Tuesday, October 11, 2016

Soundscape, Indonesia


There is a constant rolling wave of sound in Jogjakarta that is like nothing I have ever heard.

It is not the hum of machines, that varying Bb of refrigerators and idling cars. It is not the vague or imagined buzz of wifi hotspots and cell phones and data shooting through the air. It isn’t even the uniform honking of city traffic or background music or people talking, laughing, living.

There is a baseline that isn’t sound at all, but the thickness of equatorial air and the wingsounds of insects. To breathe is to walk in water even without rain, and the this slight heaviness touches your lungs, your heartbeat, the sound and mass of the liquid moving through your ears to keep you steady.

Above this is a rolling, non-percussive overlay of a singing language, motorbikes that have never imagined mufflers, middle-ringing rickshaw bells and the echo of all of this through unimaginable mazes of walled residential roads between main two-lane thoroughfares.

The first night I spent in here was the first night I spent in Indonesia. After over 26+ hours of travel and the crossing of multiple time zones, I didn’t sleep deeply. I drifted in and out, in the heat, with the insects and my confused body. I finally woke up for good at 4:30, when a few buildings away in the inner sanctum of the neighborhood of my guesthouse, men were being called to prayer.

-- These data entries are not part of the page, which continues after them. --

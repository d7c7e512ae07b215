pub mod binary_sensor;
mod bridge;
pub mod button;
mod client;
pub mod config;
mod coordinator;
mod diff;
pub mod entity;
mod entry;
mod error;
pub mod host;
mod logger;
mod protocol;
pub mod sensor;
pub mod services;
mod types;

/// Integration domain, used in device identifiers.
pub const DOMAIN: &str = "akari_manager";

pub use bridge::Bridge;
pub use client::{AkariClient, AkariClientBuilder, SectionUpdate, DEFAULT_REQUEST_TIMEOUT};
pub use config::{BridgeConfig, DeviceEntry};
pub use coordinator::{Coordinator, RefreshState, SubscriptionId, DEFAULT_UPDATE_INTERVAL};
pub use entry::{
    BinarySensorReading, DeviceConnection, SensorReading, SetupError, SetupOptions, ViewListener,
};
pub use error::{Error, Result};
pub use host::{DeviceRegistry, HostServices, Notifier};
pub use logger::MessageLogMode;
pub use protocol::normalize_devices;
pub use services::ServiceCall;
pub use types::*;
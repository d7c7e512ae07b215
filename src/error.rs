use thiserror::Error;

/// Errors surfaced by the transport client, the coordinator and the host glue.
///
/// Every variant carries owned text only, so a failed refresh cycle can hand
/// the same error to each caller that joined it.
#[derive(Debug, Clone, PartialEq, Eq, Error)]
pub enum Error {
    /// Unreachable host, DNS failure, timeout, or an unexpected HTTP status.
    #[error("{0}")]
    Connection(String),
    /// The device answered 401 or 403.
    #[error("{0}")]
    Auth(String),
    /// The device answered with a body that is not JSON.
    #[error("protocol error: {0}")]
    Protocol(String),
    #[error("configuration error: {0}")]
    Config(String),
    #[error("no active Akari entry with id '{0}'")]
    UnknownEntry(String),
    #[error("invalid service call: {0}")]
    InvalidServiceCall(String),
    /// The coordinator was shut down while a refresh cycle was running.
    #[error("refresh cancelled: coordinator shut down")]
    Cancelled,
}

impl Error {
    pub fn is_auth(&self) -> bool {
        matches!(self, Error::Auth(_))
    }

    /// Failures that may clear up on their own once the device is reachable.
    pub fn is_retryable(&self) -> bool {
        matches!(self, Error::Connection(_) | Error::Protocol(_))
    }
}

pub type Result<T> = std::result::Result<T, Error>;

#[cfg(test)]
mod tests {
    use super::*;

    #[test]
    fn classification() {
        assert!(Error::Auth("Invalid API key".into()).is_auth());
        assert!(!Error::Auth("Invalid API key".into()).is_retryable());
        assert!(Error::Connection("timed out".into()).is_retryable());
        assert!(Error::Protocol("bad body".into()).is_retryable());
        assert!(!Error::Cancelled.is_retryable());
    }
}
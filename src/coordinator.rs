use std::collections::HashMap;
use std::sync::atomic::{AtomicU64, Ordering};
use std::sync::{Arc, Mutex, PoisonError, Weak};
use std::time::Duration;

use chrono::{DateTime, Utc};
use serde_json::Value;
use tokio::sync::{watch, Notify};
use tokio::task::JoinHandle;
use tokio_util::sync::CancellationToken;
use tracing::{debug, trace, warn};

use crate::client::AkariClient;
use crate::diff::changed_paths;
use crate::types::Snapshot;
use crate::{Error, Result};

pub const DEFAULT_UPDATE_INTERVAL: Duration = Duration::from_secs(30);

type Observer = Arc<dyn Fn() + Send + Sync>;

/// Token returned by [`Coordinator::subscribe`]; hand it back to unsubscribe.
#[derive(Debug, Clone, Copy, PartialEq, Eq, Hash)]
pub struct SubscriptionId(u64);

/// Where the coordinator is in its refresh cycle.
#[derive(Debug, Clone, PartialEq)]
pub enum RefreshState {
    Idle,
    InFlight,
    Succeeded {
        snapshot: Arc<Snapshot>,
        at: DateTime<Utc>,
    },
    Failed {
        error: Error,
        at: DateTime<Utc>,
        last_good: Option<Arc<Snapshot>>,
    },
}

/// Single shared poller for one device.
///
/// Fetches status and system info together, publishes the merged
/// [`Snapshot`] and invalidates every subscribed view. Cheap to clone.
///
/// At most one refresh cycle runs at a time. A refresh requested while a
/// cycle is in flight waits for that cycle and returns its outcome instead of
/// issuing new requests.
#[derive(Clone)]
pub struct Coordinator {
    inner: Arc<Inner>,
}

struct Inner {
    name: String,
    client: AkariClient,
    interval: Duration,
    snapshot: watch::Sender<Option<Arc<Snapshot>>>,
    state: watch::Sender<RefreshState>,
    cycle_lock: tokio::sync::Mutex<()>,
    completed_cycles: AtomicU64,
    last_outcome: Mutex<Option<Result<()>>>,
    observers: Mutex<HashMap<SubscriptionId, Observer>>,
    next_subscription: AtomicU64,
    reschedule: Arc<Notify>,
    cancel: CancellationToken,
    timer: Mutex<Option<JoinHandle<()>>>,
}

impl Coordinator {
    pub fn new(client: AkariClient, name: impl Into<String>, interval: Duration) -> Self {
        let (snapshot, _) = watch::channel(None);
        let (state, _) = watch::channel(RefreshState::Idle);

        Self {
            inner: Arc::new(Inner {
                name: name.into(),
                client,
                interval,
                snapshot,
                state,
                cycle_lock: tokio::sync::Mutex::new(()),
                completed_cycles: AtomicU64::new(0),
                last_outcome: Mutex::new(None),
                observers: Mutex::new(HashMap::new()),
                next_subscription: AtomicU64::new(1),
                reschedule: Arc::new(Notify::new()),
                cancel: CancellationToken::new(),
                timer: Mutex::new(None),
            }),
        }
    }

    pub fn name(&self) -> &str {
        &self.inner.name
    }

    pub fn client(&self) -> &AkariClient {
        &self.inner.client
    }

    pub fn interval(&self) -> Duration {
        self.inner.interval
    }

    // -- Refresh triggers --

    /// Mandatory initial cycle run during setup.
    ///
    /// The error is returned untouched so setup can tell an auth failure
    /// (abort) from an unreachable device (try again later).
    pub async fn first_refresh(&self) -> Result<()> {
        self.run_cycle("first").await
    }

    /// One timer-driven cycle. Failures are recorded in [`RefreshState`].
    pub async fn scheduled_refresh(&self) -> Result<()> {
        self.run_cycle("scheduled").await
    }

    /// Out-of-band cycle, typically after a write action. The next timer tick
    /// is re-armed to a full interval from now.
    pub async fn request_refresh(&self) -> Result<()> {
        let outcome = self.run_cycle("requested").await;
        self.inner.reschedule.notify_one();
        outcome
    }

    // -- Lifecycle --

    /// Spawn the polling timer. Calling it again is a no-op.
    ///
    /// The timer only holds a weak handle: once every `Coordinator` clone is
    /// dropped it stops, even without [`shutdown`](Self::shutdown).
    pub fn start(&self) {
        if self.inner.cancel.is_cancelled() {
            return;
        }
        let mut timer = self.inner.timer.lock().unwrap_or_else(PoisonError::into_inner);
        if timer.is_some() {
            return;
        }
        debug!(
            device = %self.inner.name,
            interval = ?self.inner.interval,
            "starting refresh timer"
        );
        *timer = Some(tokio::spawn(run_timer(
            Arc::downgrade(&self.inner),
            self.inner.name.clone(),
            self.inner.interval,
            Arc::clone(&self.inner.reschedule),
            self.inner.cancel.clone(),
        )));
    }

    /// Cancel the timer and discard the result of any in-flight cycle.
    pub async fn shutdown(&self) {
        self.inner.cancel.cancel();
        let handle = self
            .inner
            .timer
            .lock()
            .unwrap_or_else(PoisonError::into_inner)
            .take();
        if let Some(handle) = handle {
            let _ = handle.await;
        }
        debug!(device = %self.inner.name, "coordinator shut down");
    }

    pub fn is_shut_down(&self) -> bool {
        self.inner.cancel.is_cancelled()
    }

    // -- Observers --

    /// Register an invalidation callback, run after every completed cycle.
    pub fn subscribe(&self, observer: impl Fn() + Send + Sync + 'static) -> SubscriptionId {
        let id = SubscriptionId(self.inner.next_subscription.fetch_add(1, Ordering::Relaxed));
        self.observers().insert(id, Arc::new(observer));
        trace!(device = %self.inner.name, ?id, "observer subscribed");
        id
    }

    /// Remove exactly the callback `subscribe` returned `id` for.
    pub fn unsubscribe(&self, id: SubscriptionId) -> bool {
        let removed = self.observers().remove(&id).is_some();
        trace!(device = %self.inner.name, ?id, removed, "observer unsubscribed");
        removed
    }

    pub fn observer_count(&self) -> usize {
        self.observers().len()
    }

    // -- Readers --

    /// Last successfully fetched snapshot, kept across failed cycles.
    pub fn snapshot(&self) -> Option<Arc<Snapshot>> {
        self.inner.snapshot.borrow().clone()
    }

    pub fn watch_snapshot(&self) -> watch::Receiver<Option<Arc<Snapshot>>> {
        self.inner.snapshot.subscribe()
    }

    pub fn state(&self) -> RefreshState {
        self.inner.state.borrow().clone()
    }

    pub fn watch_state(&self) -> watch::Receiver<RefreshState> {
        self.inner.state.subscribe()
    }

    /// Whether the most recent completed cycle succeeded.
    pub fn last_update_success(&self) -> bool {
        matches!(*self.last_outcome(), Some(Ok(())))
    }

    pub fn last_error(&self) -> Option<Error> {
        match &*self.last_outcome() {
            Some(Err(e)) => Some(e.clone()),
            _ => None,
        }
    }

    // -- Internals --

    async fn run_cycle(&self, trigger: &'static str) -> Result<()> {
        let inner = &self.inner;
        if inner.cancel.is_cancelled() {
            return Err(Error::Cancelled);
        }

        let seen = inner.completed_cycles.load(Ordering::Acquire);
        let guard = tokio::select! {
            biased;
            () = inner.cancel.cancelled() => return Err(Error::Cancelled),
            guard = inner.cycle_lock.lock() => guard,
        };
        if inner.completed_cycles.load(Ordering::Acquire) != seen {
            trace!(device = %inner.name, trigger, "joined in-flight refresh");
            return self.last_outcome().clone().unwrap_or(Err(Error::Cancelled));
        }

        trace!(device = %inner.name, trigger, "refresh cycle started");
        inner.state.send_replace(RefreshState::InFlight);

        let fetched = tokio::select! {
            biased;
            () = inner.cancel.cancelled() => {
                debug!(device = %inner.name, trigger, "refresh result discarded after shutdown");
                return Err(Error::Cancelled);
            }
            res = self.fetch() => res,
        };

        let outcome = self.publish(fetched);
        *self.last_outcome() = Some(outcome.clone());
        inner.completed_cycles.fetch_add(1, Ordering::Release);
        drop(guard);

        self.notify_observers();
        outcome
    }

    async fn fetch(&self) -> Result<(Value, Value)> {
        let client = &self.inner.client;
        tokio::try_join!(client.get_status(), client.get_system_info())
    }

    fn publish(&self, fetched: Result<(Value, Value)>) -> Result<()> {
        let inner = &self.inner;
        let at = Utc::now();
        match fetched {
            Ok((status, system_info)) => {
                let snapshot = Arc::new(Snapshot::at(status, system_info, at));
                match self.snapshot() {
                    Some(prev) => {
                        let changed = changed_paths(prev.as_value(), snapshot.as_value());
                        debug!(device = %inner.name, changed = changed.len(), "snapshot updated");
                    }
                    None => debug!(device = %inner.name, "first snapshot published"),
                }
                inner.snapshot.send_replace(Some(Arc::clone(&snapshot)));
                inner.state.send_replace(RefreshState::Succeeded { snapshot, at });
                Ok(())
            }
            Err(error) => {
                warn!(device = %inner.name, error = %error, "error fetching Akari data");
                inner.state.send_replace(RefreshState::Failed {
                    error: error.clone(),
                    at,
                    last_good: self.snapshot(),
                });
                Err(error)
            }
        }
    }

    fn notify_observers(&self) {
        let observers: Vec<Observer> = self.observers().values().cloned().collect();
        for observer in observers {
            observer();
        }
    }

    fn observers(&self) -> std::sync::MutexGuard<'_, HashMap<SubscriptionId, Observer>> {
        self.inner
            .observers
            .lock()
            .unwrap_or_else(PoisonError::into_inner)
    }

    fn last_outcome(&self) -> std::sync::MutexGuard<'_, Option<Result<()>>> {
        self.inner
            .last_outcome
            .lock()
            .unwrap_or_else(PoisonError::into_inner)
    }
}

impl Drop for Inner {
    fn drop(&mut self) {
        self.cancel.cancel();
    }
}

async fn run_timer(
    inner: Weak<Inner>,
    name: String,
    interval: Duration,
    reschedule: Arc<Notify>,
    cancel: CancellationToken,
) {
    loop {
        tokio::select! {
            biased;
            () = cancel.cancelled() => break,
            () = reschedule.notified() => {
                trace!(device = %name, "timer re-armed");
            }
            () = tokio::time::sleep(interval) => {
                let Some(inner) = inner.upgrade() else {
                    break;
                };
                let coordinator = Coordinator { inner };
                if let Err(e) = coordinator.scheduled_refresh().await {
                    debug!(device = %name, error = %e, "scheduled refresh did not succeed");
                }
            }
        }
    }
    trace!(device = %name, "refresh timer stopped");
}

While I had heard Muslim call to prayer before, it had never been so pervasive. In the week I spent in Indonesia I would become almost used to it, and I imagine it becomes like a reminder of passage of time, but lying in my bed beneath a single cool sheet, the room entirely dark, and the waves of amplified and acoustic call and organic response transported me from my hazy no-place state to right where I was. Prayer continues for quite some time, and I lay and listened to it coming from nearby and then farther away, mixed in with the sounds of roosters crowing and of water falling somewhere, before the motorbikes started to carry people away.

Every city, every country and culture, has a soundscape. Indonesia and Jogja’s are natural, effortless, in my experience singularly unaffected by extra-developed sound of background music and advertisement. The music I heard in the country was acoustic, the call to sale in the market like the call to prayer. No absence of sound, but rather a unified roll of it, held together by warmth and patient air.